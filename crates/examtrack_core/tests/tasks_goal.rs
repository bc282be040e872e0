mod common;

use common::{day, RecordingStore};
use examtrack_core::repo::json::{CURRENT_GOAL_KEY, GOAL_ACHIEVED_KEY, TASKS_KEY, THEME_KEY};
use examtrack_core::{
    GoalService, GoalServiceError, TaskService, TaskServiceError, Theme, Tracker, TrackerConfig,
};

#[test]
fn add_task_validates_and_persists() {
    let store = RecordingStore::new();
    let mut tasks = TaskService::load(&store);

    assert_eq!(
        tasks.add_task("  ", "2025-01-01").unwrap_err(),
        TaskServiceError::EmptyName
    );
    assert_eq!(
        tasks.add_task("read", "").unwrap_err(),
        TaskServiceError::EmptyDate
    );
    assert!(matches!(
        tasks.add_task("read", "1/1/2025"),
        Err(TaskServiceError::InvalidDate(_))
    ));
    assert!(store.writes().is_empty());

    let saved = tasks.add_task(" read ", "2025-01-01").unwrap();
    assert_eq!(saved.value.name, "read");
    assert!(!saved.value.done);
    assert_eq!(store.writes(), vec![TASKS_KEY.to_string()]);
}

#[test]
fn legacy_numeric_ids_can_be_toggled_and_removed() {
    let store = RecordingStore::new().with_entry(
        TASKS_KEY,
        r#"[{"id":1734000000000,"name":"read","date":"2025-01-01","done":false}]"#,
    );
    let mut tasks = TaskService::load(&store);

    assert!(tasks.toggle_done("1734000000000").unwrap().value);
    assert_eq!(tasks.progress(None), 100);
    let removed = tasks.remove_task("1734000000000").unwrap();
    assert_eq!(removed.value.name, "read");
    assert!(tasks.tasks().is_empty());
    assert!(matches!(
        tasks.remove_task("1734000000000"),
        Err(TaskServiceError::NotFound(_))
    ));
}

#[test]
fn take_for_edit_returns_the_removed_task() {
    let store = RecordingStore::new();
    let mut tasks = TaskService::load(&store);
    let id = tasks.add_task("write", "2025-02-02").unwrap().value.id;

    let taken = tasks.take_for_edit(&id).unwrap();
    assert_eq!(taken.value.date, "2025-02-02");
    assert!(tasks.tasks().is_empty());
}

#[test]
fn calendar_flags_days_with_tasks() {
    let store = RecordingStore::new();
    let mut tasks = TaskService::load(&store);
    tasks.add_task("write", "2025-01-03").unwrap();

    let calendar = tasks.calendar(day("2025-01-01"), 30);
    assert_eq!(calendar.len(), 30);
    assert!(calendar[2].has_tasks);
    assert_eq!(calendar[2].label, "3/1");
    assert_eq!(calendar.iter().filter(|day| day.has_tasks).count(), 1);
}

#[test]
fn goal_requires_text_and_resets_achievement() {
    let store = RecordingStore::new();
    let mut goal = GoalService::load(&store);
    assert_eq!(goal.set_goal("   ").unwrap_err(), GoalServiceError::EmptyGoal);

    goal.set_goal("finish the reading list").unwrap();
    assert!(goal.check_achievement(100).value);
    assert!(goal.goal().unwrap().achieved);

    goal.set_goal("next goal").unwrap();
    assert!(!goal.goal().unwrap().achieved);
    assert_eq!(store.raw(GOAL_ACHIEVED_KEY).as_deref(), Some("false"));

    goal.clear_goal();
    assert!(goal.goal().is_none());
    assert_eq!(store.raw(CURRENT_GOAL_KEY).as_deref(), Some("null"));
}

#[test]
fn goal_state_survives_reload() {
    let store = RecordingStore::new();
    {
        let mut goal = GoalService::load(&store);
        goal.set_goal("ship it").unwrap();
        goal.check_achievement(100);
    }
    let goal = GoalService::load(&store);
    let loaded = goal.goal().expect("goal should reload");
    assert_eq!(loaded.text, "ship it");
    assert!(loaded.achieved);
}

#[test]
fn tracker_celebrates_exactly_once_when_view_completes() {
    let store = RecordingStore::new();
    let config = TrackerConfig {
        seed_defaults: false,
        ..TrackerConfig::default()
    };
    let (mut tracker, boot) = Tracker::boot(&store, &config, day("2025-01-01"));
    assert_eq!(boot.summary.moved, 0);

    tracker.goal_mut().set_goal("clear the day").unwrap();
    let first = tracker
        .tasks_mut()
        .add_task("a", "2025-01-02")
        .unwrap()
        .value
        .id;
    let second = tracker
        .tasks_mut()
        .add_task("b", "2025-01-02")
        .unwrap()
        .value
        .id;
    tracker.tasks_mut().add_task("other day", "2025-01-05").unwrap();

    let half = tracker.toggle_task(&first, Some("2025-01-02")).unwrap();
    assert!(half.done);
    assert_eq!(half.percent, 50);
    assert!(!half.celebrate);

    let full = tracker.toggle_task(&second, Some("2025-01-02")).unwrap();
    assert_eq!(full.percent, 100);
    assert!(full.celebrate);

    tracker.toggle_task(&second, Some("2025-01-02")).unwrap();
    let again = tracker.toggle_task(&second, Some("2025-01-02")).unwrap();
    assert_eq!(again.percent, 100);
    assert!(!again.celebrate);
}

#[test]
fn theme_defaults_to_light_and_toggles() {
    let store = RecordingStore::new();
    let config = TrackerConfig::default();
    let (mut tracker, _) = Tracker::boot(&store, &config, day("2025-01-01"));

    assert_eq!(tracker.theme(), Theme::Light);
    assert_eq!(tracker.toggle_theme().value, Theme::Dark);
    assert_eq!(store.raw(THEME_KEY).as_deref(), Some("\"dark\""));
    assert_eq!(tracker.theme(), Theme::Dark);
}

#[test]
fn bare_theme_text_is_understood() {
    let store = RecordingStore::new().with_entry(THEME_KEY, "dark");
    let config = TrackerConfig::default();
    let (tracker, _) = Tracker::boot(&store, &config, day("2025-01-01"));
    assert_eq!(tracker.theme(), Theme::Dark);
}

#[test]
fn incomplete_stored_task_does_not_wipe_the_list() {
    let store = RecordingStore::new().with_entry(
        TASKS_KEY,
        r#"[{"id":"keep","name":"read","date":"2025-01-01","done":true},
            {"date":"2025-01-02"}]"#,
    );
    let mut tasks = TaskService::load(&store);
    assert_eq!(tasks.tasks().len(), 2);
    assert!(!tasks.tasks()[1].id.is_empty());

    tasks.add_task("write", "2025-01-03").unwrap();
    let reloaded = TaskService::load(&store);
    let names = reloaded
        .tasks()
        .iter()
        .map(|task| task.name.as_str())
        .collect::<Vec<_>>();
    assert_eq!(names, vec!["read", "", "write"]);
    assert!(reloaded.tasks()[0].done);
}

******

▶ **WORK ITEM**
How many of the lines in this material contain the word "reloaded"? State the number and nothing else.

▶ **RESPONSE TO THIS EXERCISE**
3